AstraZeneca has developed a manufacturing base in Asia, and the Serum Institute of India, the world's largest vaccine maker, has been contracted by the company to produce a billion doses of the vaccine for developing nations. Hundreds of millions more are to be manufactured this year in Australia, Japan, Thailand and South Korea.
“There are people who have concerns," Thai Prime Minister Prayuth Chan-ocha said after he received the first dose of the AstraZeneca vaccine. "But we must believe doctors, believe in our medical professionals." Thailand last week was the first country outside Europe to temporarily suspend using the AstraZeneca vaccine. Indonesia followed on Monday, saying it was waiting for a full report from the World Health Organization regarding possible side effects.
But Thailand's health authorities decided to go ahead with AstraZeneca, with Prayuth and members of his Cabinet receiving the first shots.
A large number of European countries — including Germany, France, Italy and Spain — suspended use of the AstraZeneca vaccine Monday over reports of dangerous blood clots in some recipients, though the company and international regulators say there is no evidence the shot is to blame.
The EU's drug regulatory agency called a meeting for Thursday to review experts' findings on the AstraZeneca shot and to decide whether action needs to be taken.
Other countries in the Asian region said they would press ahead with vaccination programmes.
Australian Health Minister Greg Hunt said his country would not suspend vaccinations. Australia has vaccinated about 200,000 people so far and plans to import and manufacture 70 million vaccine doses from AstraZeneca.

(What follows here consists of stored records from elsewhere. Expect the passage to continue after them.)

//! Derivation of end-of-run metrics from a finished model.

use serde::Serialize;

use hc_core::{Day, Minute};
use hc_schedule::StateKind;
use hc_sim::HomeCareModel;

// ── Per-operator row ──────────────────────────────────────────────────────────

/// One row of the operator statistics table.
#[derive(Clone, Debug, Serialize)]
pub struct OperatorRow {
    pub operator: u32,
    pub skill: u8,
    pub contract_time: Minute,
    pub max_time: Minute,
    pub assigned_patients: usize,
    pub total_visits: usize,
    pub not_executed_visits: usize,
    pub workload: Minute,
    pub overtime: Minute,
    pub travel_time: Minute,
    pub inter_travel_time: Minute,
    pub overskill_visits: u32,
    pub overskill_time: Minute,
    pub total_wage: f64,
}

// ── RunReport ─────────────────────────────────────────────────────────────────

/// The decomposed objective plus run-level operational metrics.
#[derive(Clone, Debug)]
pub struct RunReport {
    pub objective: f64,
    pub wage_component: f64,
    pub movement_component: f64,
    pub overskill_component: f64,
    pub not_executed_component: f64,

    /// Mean start delay of executed visits against their anchors.
    pub average_visit_delay: f64,
    /// Mean |scheduled − proposed| start offset of manager-placed visits.
    pub average_time_offset: f64,
    /// Histogram: how many patients were seen by 0, 1, 2, … operators.
    pub operators_per_patient: Vec<usize>,
    /// Unplaceable visits bucketed by their proposed day.
    pub unplaceable_per_day: Vec<usize>,

    pub overly_delayed_visits: u32,
    pub newly_generated_visits: usize,
    pub removed_visits: usize,
    pub is_broken: bool,

    pub rows: Vec<OperatorRow>,
}

impl RunReport {
    pub fn from_model(model: &HomeCareModel) -> RunReport {
        let params = &model.params;

        // ── Objective decomposition ───────────────────────────────────────
        let wage_component: f64 = model
            .operators
            .iter()
            .map(|op| op.total_wage(params))
            .sum();
        let movement_component: f64 = model
            .operators
            .iter()
            .map(|op| op.travel_to_reimburse as f64)
            .sum::<f64>()
            * params.c_movement;
        let overskill_component: f64 = model
            .operators
            .iter()
            .map(|op| op.overskill_visits as f64)
            .sum::<f64>()
            * params.c_overskill;
        let not_executed_component: f64 = model
            .operators
            .iter()
            .map(|op| model.not_executed_visits(op.id) as f64)
            .sum::<f64>()
            * params.c_execution;

        // ── Delay and offset metrics ──────────────────────────────────────
        let executed: Vec<_> = model
            .visits
            .iter()
            .filter(|v| v.kind() == StateKind::Executed)
            .collect();
        let average_visit_delay = if executed.is_empty() {
            0.0
        } else {
            executed.iter().map(|v| v.delay() as f64).sum::<f64>() / executed.len() as f64
        };

        let offsets: Vec<f64> = model
            .visits
            .iter()
            .filter(|v| {
                v.scheduled_by_manager
                    && matches!(v.kind(), StateKind::Executed | StateKind::Scheduled)
            })
            .map(|v| (v.sched().start - v.proposed_start).abs() as f64)
            .collect();
        let average_time_offset = if offsets.is_empty() {
            0.0
        } else {
            offsets.iter().sum::<f64>() / offsets.len() as f64
        };

        // ── Continuity histogram ──────────────────────────────────────────
        let mut operators_per_patient = vec![0usize; 6];
        for patient in model.patients.iter().filter(|p| !p.is_removed) {
            let mut seen: Vec<_> = model
                .visits
                .of_patient(patient.id)
                .filter(|v| v.kind() == StateKind::Executed)
                .map(|v| v.real().operator)
                .collect();
            seen.sort_unstable();
            seen.dedup();
            let bucket = seen.len().min(operators_per_patient.len() - 1);
            operators_per_patient[bucket] += 1;
        }

        // ── Unplaceable-by-day histogram ──────────────────────────────────
        let mut unplaceable_per_day = vec![0usize; params.n_days];
        for v in model.visits.unplaceable() {
            if v.proposed_day < params.n_days {
                unplaceable_per_day[v.proposed_day] += 1;
            }
        }

        // ── Per-operator rows ─────────────────────────────────────────────
        let rows = model
            .operators
            .iter()
            .map(|op| {
                let assigned_patients = model
                    .patients
                    .iter()
                    .filter(|p| p.assigned_operator == Some(op.id))
                    .count();
                let not_executed = model.not_executed_visits(op.id);
                OperatorRow {
                    operator: op.id.0,
                    skill: op.skill,
                    contract_time: op.contract_time,
                    max_time: op.max_time,
                    assigned_patients,
                    total_visits: op.executed_visits as usize + not_executed,
                    not_executed_visits: not_executed,
                    workload: op.workload,
                    overtime: op.overtime(),
                    travel_time: op.real_travel_time,
                    inter_travel_time: op.real_inter_travel_time,
                    overskill_visits: op.overskill_visits,
                    overskill_time: op.overskill_time,
                    total_wage: op.total_wage(params),
                }
            })
            .collect();

        RunReport {
            objective: wage_component
                + movement_component
                + overskill_component
                + not_executed_component,
            wage_component,
            movement_component,
            overskill_component,
            not_executed_component,
            average_visit_delay,
            average_time_offset,
            operators_per_patient,
            unplaceable_per_day,
            overly_delayed_visits: model.counters.overly_delayed_visits,
            newly_generated_visits: model.visits.newly_generated_count(),
            removed_visits: model.visits.removed().len(),
            is_broken: model.is_broken,
            rows,
        }
    }
}

/// Executed visits whose start slipped more than `threshold` minutes past
/// the scheduled anchor.
pub fn visits_delayed_by(model: &HomeCareModel, threshold: Minute) -> usize {
    model
        .visits
        .iter()
        .filter(|v| v.kind() == StateKind::Executed && v.delay() > threshold)
        .count()
}

/// Unplaceable visits requested for `day`.
pub fn unplaceable_on(model: &HomeCareModel, day: Day) -> usize {
    model
        .visits
        .unplaceable()
        .iter()
        .filter(|v| v.proposed_day == day)
        .count()
}
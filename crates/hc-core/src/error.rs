//! Simulator error type.
//!
//! Sub-crates may define their own error enums and convert them into
//! `HcError` via `From` impls, or wrap `HcError` as one variant.  Both
//! patterns are acceptable; prefer whichever keeps error sites clean.

use thiserror::Error;

/// The top-level error type for `hc-core` and a common base for sub-crates.
#[derive(Debug, Error)]
pub enum HcError {
    /// The input data is internally inconsistent (e.g. a patient with no
    /// feasible operator, an asymmetric commuting matrix).  The caller is
    /// expected to regenerate the data; the core does not recover.
    #[error("invalid input: {0}")]
    InvalidInput(String),

    #[error("parse error: {0}")]
    Parse(String),

    #[error("I/O error: {0}")]
    Io(#[from] std::io::Error),
}

/// Shorthand result type for all `hc-*` crates.
pub type HcResult<T> = Result<T, HcError>;
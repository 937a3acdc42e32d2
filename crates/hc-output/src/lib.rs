//! `hc-output` — end-of-run metrics and CSV export.
//!
//! [`RunReport`] derives the decomposed objective and the operational
//! metrics (delays, overtime, utilization, per-operator rows) from a
//! finished model; the [`csv`] module renders them to the two flat files
//! the analysis pipeline consumes, and [`CsvReportObserver`] plugs that
//! into the simulation's observer hooks.

pub mod csv;
pub mod report;


pub use csv::{CsvReportObserver, OutputError};
pub use report::{OperatorRow, RunReport};
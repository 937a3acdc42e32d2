//! The `HomeCareModel` and its tick loop.

use tracing::{debug, info};

use hc_core::time::{BROKEN_TIME, NOT_STARTED, OP_DAY_END, PAT_DAY_END, PAT_DAY_START};
use hc_core::{Clock, MunicipalityId, OperatorId, PatientId, SimParams, SimRng};
use hc_dispatch::{DispatchCtx, Dispatcher};
use hc_schedule::{StateKind, VisitStore};
use hc_spatial::CommutingGraph;

use hc_agents::{
    municipality_distribution, premium_distribution, EventProbs, Operator, OperatorState,
    Patient, RunCounters, WorldCtx,
};

use crate::observer::SimObserver;

// ── Agent activation ──────────────────────────────────────────────────────────

/// Index into one of the model's agent arenas; the per-tick activation order
/// is a shuffled snapshot of these.
#[derive(Copy, Clone, Debug)]
enum AgentRef {
    Patient(usize),
    Operator(usize),
}

// ── HomeCareModel ─────────────────────────────────────────────────────────────

/// Owner of all simulation state.
pub struct HomeCareModel {
    pub params: SimParams,
    pub probs: EventProbs,

    pub graph: CommutingGraph,
    pub patients: Vec<Patient>,
    pub operators: Vec<Operator>,
    pub visits: VisitStore,
    pub dispatcher: Dispatcher,

    pub clock: Clock,
    pub rng: SimRng,

    pub running: bool,
    pub is_broken: bool,
    /// Ticks processed so far (the first tick triggers the week-start pass).
    pub steps: u64,
    pub counters: RunCounters,
}

impl HomeCareModel {
    /// Assemble a model from pre-built entities.  Used by the input-driven
    /// [`ModelBuilder`](crate::ModelBuilder) and directly by scenario tests.
    pub fn assemble(
        params: SimParams,
        graph: CommutingGraph,
        patients: Vec<Patient>,
        operators: Vec<Operator>,
        visits: VisitStore,
    ) -> HomeCareModel {
        let probs = EventProbs::derive(&params, patients.len());
        let rng = SimRng::new(params.seed);
        let dispatcher = Dispatcher::new(params.dispatch_level);
        HomeCareModel {
            params,
            probs,
            graph,
            patients,
            operators,
            visits,
            dispatcher,
            clock: Clock::start(),
            rng,
            running: true,
            is_broken: false,
            steps: 0,
            counters: RunCounters::default(),
        }
    }

    // ── Queries ───────────────────────────────────────────────────────────

    pub fn all_operators_unavailable(&self) -> bool {
        self.operators
            .iter()
            .all(|op| op.state == OperatorState::Unavailable)
    }

    /// NOT_SCHEDULED (and given-up) visits of the patients assigned to an
    /// operator — the execution penalty base of the final objective.
    pub fn not_executed_visits(&self, operator: OperatorId) -> usize {
        let assigned: Vec<PatientId> = self
            .patients
            .iter()
            .filter(|p| p.assigned_operator == Some(operator))
            .map(|p| p.id)
            .collect();

        let pending = self
            .visits
            .iter()
            .filter(|v| v.kind() == StateKind::NotScheduled && assigned.contains(&v.patient))
            .count();
        let unplaceable = self
            .visits
            .unplaceable()
            .iter()
            .filter(|v| assigned.contains(&v.patient))
            .count();
        pending + unplaceable
    }

    /// The decomposed end-of-run objective: wages, reimbursed travel,
    /// overskill executions, and the penalty for never-executed requests.
    pub fn compute_objective(&self) -> f64 {
        let wage: f64 = self.operators.iter().map(|op| op.total_wage(&self.params)).sum();
        let movement: f64 = self
            .operators
            .iter()
            .map(|op| op.travel_to_reimburse as f64)
            .sum::<f64>()
            * self.params.c_movement;
        let overskill: f64 = self
            .operators
            .iter()
            .map(|op| op.overskill_visits as f64)
            .sum::<f64>()
            * self.params.c_overskill;
        let not_executed: f64 = self
            .operators
            .iter()
            .map(|op| self.not_executed_visits(op.id) as f64)
            .sum::<f64>()
            * self.params.c_execution;

        wage + movement + overskill + not_executed
    }

    // ── Run lifecycle ─────────────────────────────────────────────────────

    /// Drive the model to completion, reporting through `observer`.
    pub fn run<O: SimObserver>(&mut self, observer: &mut O) {
        while self.running {
            let day_before = self.clock.day;
            self.tick();
            observer.on_tick_end(self);
            if self.clock.day != day_before || !self.running {
                observer.on_day_end(day_before, self);
            }
        }
        observer.on_run_end(self);
    }

    /// Process exactly `n` ticks (or fewer if the run terminates).
    pub fn run_ticks(&mut self, n: u64) {
        for _ in 0..n {
            if !self.running {
                break;
            }
            self.tick();
        }
    }

    /// Advance the simulation by one logical minute.
    pub fn tick(&mut self) {
        if !self.running {
            return;
        }

        // One-shot initial dispatch before anything moves.
        if self.steps == 0 && self.params.manager_enabled {
            info!("week start: initial dispatch pass");
            self.dispatcher_pass(true);
        }

        if self.clock.not_started() {
            self.start_day();
        }

        self.clock.time += 1;

        self.model_unexpected_events();
        self.step_agents();

        if self.params.manager_enabled {
            self.dispatcher_pass(false);
        }

        self.steps += 1;

        // Day / week termination.
        if self.clock.time >= OP_DAY_END && self.all_operators_unavailable() {
            if self.clock.day == self.params.n_days - 1 {
                info!(day = self.clock.day, "week complete");
                self.running = false;
            } else {
                debug!(day = self.clock.day, "day complete");
                self.clock.day += 1;
                self.clock.time = NOT_STARTED;
            }
        }

        // Past midnight with operators still out: unresolvable congestion.
        if self.clock.time >= BROKEN_TIME {
            self.running = false;
            self.is_broken = true;
            info!("run broken: clock overshot the day");
        }
    }

    // ── Tick phases ───────────────────────────────────────────────────────

    fn start_day(&mut self) {
        debug!(day = self.clock.day, "starting day");
        let clock = self.clock;
        for op in &mut self.operators {
            op.start_day(&self.graph, &self.visits, clock);
        }
    }

    /// New-patient arrival: municipality and premium flag sampled from the
    /// live population distributions, with an immediate first request.
    fn model_unexpected_events(&mut self) {
        if self.clock.time <= PAT_DAY_START || self.clock.time >= PAT_DAY_END {
            return;
        }
        if self.rng.random::<f64>() >= self.probs.new_patient {
            return;
        }

        let mun_distr = municipality_distribution(&self.patients, self.params.n_municipalities);
        let municipality = MunicipalityId::from_index(weighted_index(&mut self.rng, &mun_distr));
        let premium = self.rng.random::<f64>() < premium_distribution(&self.patients)[1];

        let id = PatientId::from_index(self.patients.len());
        let mut patient = Patient::new(id, municipality, premium, None, true);
        debug!(patient = %id, municipality = %municipality, premium, "new patient arrived");

        {
            let mut ctx = WorldCtx {
                graph: &mut self.graph,
                visits: &mut self.visits,
                clock: self.clock,
                params: &self.params,
                probs: &self.probs,
                rng: &mut self.rng,
                counters: &mut self.counters,
            };
            patient.generate_new_visit(&mut ctx);
        }

        // Joins the arena now; first activation is next tick.
        self.patients.push(patient);
    }

    fn step_agents(&mut self) {
        let mut order: Vec<AgentRef> = (0..self.patients.len())
            .map(AgentRef::Patient)
            .chain((0..self.operators.len()).map(AgentRef::Operator))
            .collect();
        self.rng.shuffle(&mut order);

        let HomeCareModel {
            params,
            probs,
            graph,
            patients,
            operators,
            visits,
            clock,
            rng,
            counters,
            ..
        } = self;

        for agent in order {
            // Fresh reborrows per activation; the bindings are &mut and
            // would otherwise move into the first context.
            let mut ctx = WorldCtx {
                graph: &mut *graph,
                visits: &mut *visits,
                clock: *clock,
                params: &*params,
                probs: &*probs,
                rng: &mut *rng,
                counters: &mut *counters,
            };
            match agent {
                AgentRef::Patient(i) => patients[i].step(operators, &mut ctx),
                AgentRef::Operator(i) => operators[i].step(&mut ctx),
            }
        }
    }

    fn dispatcher_pass(&mut self, week_start: bool) {
        let HomeCareModel {
            params,
            graph,
            patients,
            operators,
            visits,
            clock,
            rng,
            dispatcher,
            ..
        } = self;
        let mut ctx = DispatchCtx {
            operators,
            patients,
            graph,
            visits,
            clock: *clock,
            params,
            rng,
        };
        if week_start {
            dispatcher.start_week(&mut ctx);
        } else {
            dispatcher.step(&mut ctx);
        }
    }

    // ── Assignment swap ───────────────────────────────────────────────────

    /// Exchange the assigned operators of two patients and re-place their
    /// visits with the swapped operators where the proposed slots still fit.
    /// Patients left without an operator are repaired toward whichever of
    /// the two can host more of their visits.
    pub fn perform_swap(&mut self, a: PatientId, b: PatientId) -> bool {
        let op_a = self.patients[a.index()].assigned_operator;
        let op_b = self.patients[b.index()].assigned_operator;
        let (Some(op_a), Some(op_b)) = (op_a, op_b) else {
            return false;
        };
        if op_a == op_b {
            return false;
        }
        debug!(%a, %b, from = %op_a, to = %op_b, "swapping assigned operators");

        self.patients[a.index()].assigned_operator = Some(op_b);
        self.patients[b.index()].assigned_operator = Some(op_a);

        for (patient, target) in [(a, op_b), (b, op_a)] {
            for id in self.visits.ids_of_patient(patient) {
                let v = self.visits.visit_mut(id);
                if v.kind() == StateKind::Scheduled {
                    v.deschedule();
                }
                v.proposed_operator = Some(target);
            }
            for id in self.visits.ids_of_patient(patient) {
                let feasible = {
                    let v = self.visits.visit(id);
                    v.kind() == StateKind::NotScheduled
                        && self.operators[target.index()].available_for_visit(
                            &self.graph,
                            &self.visits,
                            v,
                        )
                };
                if feasible {
                    let (day, start, end) = {
                        let v = self.visits.visit(id);
                        (v.proposed_day, v.proposed_start, v.proposed_end)
                    };
                    self.visits.visit_mut(id).schedule(day, start, end, target);
                }
            }
        }

        // Repair patients with no operator toward whichever of the pair
        // hosts more of their visits.
        let orphans: Vec<PatientId> = self
            .patients
            .iter()
            .filter(|p| p.assigned_operator.is_none())
            .map(|p| p.id)
            .collect();
        for patient in orphans {
            let mut hosted = [0usize; 2];
            for id in self.visits.ids_of_patient(patient) {
                let v = self.visits.visit(id);
                for (slot, op) in [op_a, op_b].into_iter().enumerate() {
                    if self.operators[op.index()].available_for_visit(&self.graph, &self.visits, v)
                    {
                        hosted[slot] += 1;
                    }
                }
            }
            let chosen = if hosted[0] > hosted[1] {
                Some(op_a)
            } else if hosted[1] > hosted[0] {
                Some(op_b)
            } else if hosted[0] != 0 {
                Some(op_a)
            } else {
                None
            };
            if let Some(op) = chosen {
                self.patients[patient.index()].assigned_operator = Some(op);
                self.place_pending_with(patient, op);
            }
        }

        // Final pass: pending visits of the pair's patients.
        let pair_patients: Vec<(PatientId, OperatorId)> = self
            .patients
            .iter()
            .filter_map(|p| {
                p.assigned_operator
                    .filter(|&op| op == op_a || op == op_b)
                    .map(|op| (p.id, op))
            })
            .collect();
        for (patient, op) in pair_patients {
            self.place_pending_with(patient, op);
        }

        true
    }

    /// Schedule the patient's NOT_SCHEDULED visits with `op` at their
    /// proposed slots where the operator has room.
    fn place_pending_with(&mut self, patient: PatientId, op: OperatorId) {
        for id in self.visits.ids_of_patient(patient) {
            let feasible = {
                let v = self.visits.visit(id);
                v.kind() == StateKind::NotScheduled
                    && self.operators[op.index()]
                        .available_for_visit(&self.graph, &self.visits, v)
            };
            if feasible {
                let (day, start, end) = {
                    let v = self.visits.visit(id);
                    (v.proposed_day, v.proposed_start, v.proposed_end)
                };
                let v = self.visits.visit_mut(id);
                v.proposed_operator = Some(op);
                v.schedule(day, start, end, op);
            }
        }
    }
}

// ── Helpers ───────────────────────────────────────────────────────────────────

/// Draw an index from a normalized weight vector.
fn weighted_index(rng: &mut SimRng, weights: &[f64]) -> usize {
    let roll: f64 = rng.random();
    let mut acc = 0.0;
    for (i, &w) in weights.iter().enumerate() {
        acc += w;
        if roll < acc {
            return i;
        }
    }
    weights.len().saturating_sub(1)
}
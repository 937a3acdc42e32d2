//! JSON loading for the input bundle.
//!
//! The offline pipeline leaves one file per section in a data directory;
//! file names are fixed by convention.  Loading is strict: unknown shapes
//! or missing files are errors, and the bundle is validated before being
//! handed to the caller.

use std::fs;
use std::path::Path;

use serde::de::DeserializeOwned;

use crate::{
    Assignment, Commuting, Hyperparams, InputError, Municipalities, OfflineSolution, Operators,
    Patients, SimInput, VisitRequests,
};

pub const HYPERPARAMS_FILE: &str = "hyperparams.json";
pub const MUNICIPALITIES_FILE: &str = "municipalities.json";
pub const COMMUTING_FILE: &str = "commuting.json";
pub const PATIENTS_FILE: &str = "patients.json";
pub const OPERATORS_FILE: &str = "operators.json";
pub const VISITS_FILE: &str = "visits.json";
pub const ASSIGNMENT_FILE: &str = "assignment.json";
pub const OUTPUT_FILE: &str = "output_data.json";

fn load_file<T: DeserializeOwned>(dir: &Path, name: &str) -> Result<T, InputError> {
    let path = dir.join(name);
    let text = fs::read_to_string(&path).map_err(|source| InputError::Io {
        path: path.display().to_string(),
        source,
    })?;
    serde_json::from_str(&text).map_err(|source| InputError::Json {
        path: path.display().to_string(),
        source,
    })
}

impl SimInput {
    /// Load and validate the whole bundle from a data directory.
    pub fn from_dir(dir: impl AsRef<Path>) -> Result<SimInput, InputError> {
        let dir = dir.as_ref();
        let input = SimInput {
            hyperparams: load_file::<Hyperparams>(dir, HYPERPARAMS_FILE)?,
            municipalities: load_file::<Municipalities>(dir, MUNICIPALITIES_FILE)?,
            commuting: load_file::<Commuting>(dir, COMMUTING_FILE)?,
            patients: load_file::<Patients>(dir, PATIENTS_FILE)?,
            operators: load_file::<Operators>(dir, OPERATORS_FILE)?,
            visits: load_file::<VisitRequests>(dir, VISITS_FILE)?,
            assignment: load_file::<Assignment>(dir, ASSIGNMENT_FILE)?,
            solution: load_file::<OfflineSolution>(dir, OUTPUT_FILE)?,
        };
        input.validate()?;
        Ok(input)
    }
}
//! weekly — smallest runnable example for the rust_hc simulator.
//!
//! Builds a synthetic district (3 municipalities, 2 operators, 6 patients,
//! a hand-written baseline week) and simulates it under the robust
//! dispatcher, printing the end-of-run report and writing the CSV files to
//! ./weekly-out.  Set RUST_LOG=debug to watch the dispatcher narrate.

use std::fs;
use std::time::Instant;

use anyhow::Result;
use tracing_subscriber::EnvFilter;

use hc_core::{DispatchLevel, MunicipalityId, OperatorId, PatientId, SimParams};
use hc_output::{CsvReportObserver, RunReport};
use hc_schedule::{VisitSpec, VisitStore};
use hc_sim::HomeCareModel;
use hc_spatial::{CommutingGraph, MunPosition};

use hc_agents::{Operator, Patient};

// ── Constants ─────────────────────────────────────────────────────────────────

const SEED: u64 = 42;
const N_DAYS: usize = 5;
const OUTPUT_DIR: &str = "weekly-out";

fn mun(i: usize) -> MunicipalityId {
    MunicipalityId::from_index(i)
}

// ── District construction ─────────────────────────────────────────────────────

fn build_graph() -> Result<CommutingGraph> {
    let positions = vec![
        MunPosition { lat: 45.464, lon: 9.190 },
        MunPosition { lat: 45.485, lon: 9.204 },
        MunPosition { lat: 45.445, lon: 9.178 },
    ];
    let matrix = vec![
        vec![15, 25, 35],
        vec![25, 15, 20],
        vec![35, 20, 15],
    ];
    Ok(CommutingGraph::from_matrix(positions, &matrix)?)
}

fn build_operators() -> Vec<Operator> {
    let full_week = vec![true; N_DAYS];
    vec![
        Operator::new(
            OperatorId::from_index(0),
            mun(0),
            0,
            1_500,
            1_800,
            full_week.clone(),
            vec![0; N_DAYS],
            vec![840; N_DAYS],
        ),
        Operator::new(
            OperatorId::from_index(1),
            mun(1),
            1,
            1_200,
            1_500,
            full_week,
            vec![0; N_DAYS],
            vec![840; N_DAYS],
        ),
    ]
}

fn build_patients(operators: &[Operator]) -> Vec<Patient> {
    // Patients scattered over the three municipalities, split between the
    // two operators; patient 5 is premium (skill-1 care only).
    (0..6)
        .map(|p| {
            Patient::new(
                PatientId::from_index(p),
                mun(p % 3),
                p == 5,
                Some(operators[p % 2].id),
                false,
            )
        })
        .collect()
}

/// A hand-written baseline plan: two visits per patient across the week,
/// skill-0 except the premium patient's.
fn build_visits(patients: &[Patient]) -> VisitStore {
    let mut visits = VisitStore::new();
    let slots = [(90, 150), (300, 360), (510, 570)];

    for (p, patient) in patients.iter().enumerate() {
        let operator = patient.assigned_operator;
        let skill = u8::from(patient.premium);
        for k in 0..2 {
            let day = (p + 2 * k) % N_DAYS;
            let (start, end) = slots[(p + k) % slots.len()];
            visits.add_baseline_scheduled(VisitSpec {
                patient: patient.id,
                municipality: patient.municipality,
                skill,
                day,
                start,
                end,
                operator,
                newly_generated: false,
            });
        }
    }

    visits
}

// ── Entry point ───────────────────────────────────────────────────────────────

fn main() -> Result<()> {
    tracing_subscriber::fmt()
        .with_env_filter(EnvFilter::from_default_env())
        .init();

    let params = SimParams {
        n_days: N_DAYS,
        n_municipalities: 3,
        dispatch_level: DispatchLevel::Robust,
        seed: SEED,
        ..SimParams::default()
    };

    let graph = build_graph()?;
    let operators = build_operators();
    let patients = build_patients(&operators);
    let visits = build_visits(&patients);

    let mut model = HomeCareModel::assemble(params, graph, patients, operators, visits);

    fs::create_dir_all(OUTPUT_DIR)?;
    let mut observer = CsvReportObserver::new(OUTPUT_DIR);

    let started = Instant::now();
    model.run(&mut observer);
    let elapsed = started.elapsed();

    if let Some(err) = observer.error.take() {
        return Err(err.into());
    }

    // ── Report ────────────────────────────────────────────────────────────
    let report = RunReport::from_model(&model);
    println!("simulated {} ticks in {:.2?}", model.steps, elapsed);
    println!(
        "run {}; objective {:.2} (wage {:.2}, movement {:.2}, overskill {:.2}, not-executed {:.2})",
        if model.is_broken { "BROKEN" } else { "complete" },
        report.objective,
        report.wage_component,
        report.movement_component,
        report.overskill_component,
        report.not_executed_component,
    );
    println!(
        "visits: {} newly generated, {} cancelled, {} unplaceable, avg delay {:.2} min, avg offset {:.2} min",
        report.newly_generated_visits,
        report.removed_visits,
        report.unplaceable_per_day.iter().sum::<usize>(),
        report.average_visit_delay,
        report.average_time_offset,
    );
    for row in &report.rows {
        println!(
            "  operator {}: {} visits, workload {} min (overtime {}), travel {} min, wage {:.2}",
            row.operator, row.total_visits, row.workload, row.overtime, row.travel_time,
            row.total_wage,
        );
    }
    println!("CSV written to {OUTPUT_DIR}/");

    Ok(())
}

“The government clearly, unequivocally, absolutely supports the AstraZeneca rollout, clearly, unequivocally, absolutely. And the reason why is very simple — it will help save lives and protect lives, and it's done so on the basis of the medical advice," Hunt told Parliament.
Australia's chief medical officer, Paul Kelly, said there was no evidence so far that the vaccine causes blood clots.
"Blood clots happen, they happen in Australia fairly commonly," he said. "But, from my perspective, I do not see that there is any specific link between the AstraZeneca vaccine and blood clots, and I'm not alone in that opinion.” By far the largest user of the AstraZeneca vaccine is India.
India is using two vaccines — the AstraZeneca shot made by Serum Institute of India, and another one by Indian vaccine maker Bharat Biotech — to immunize its vast population.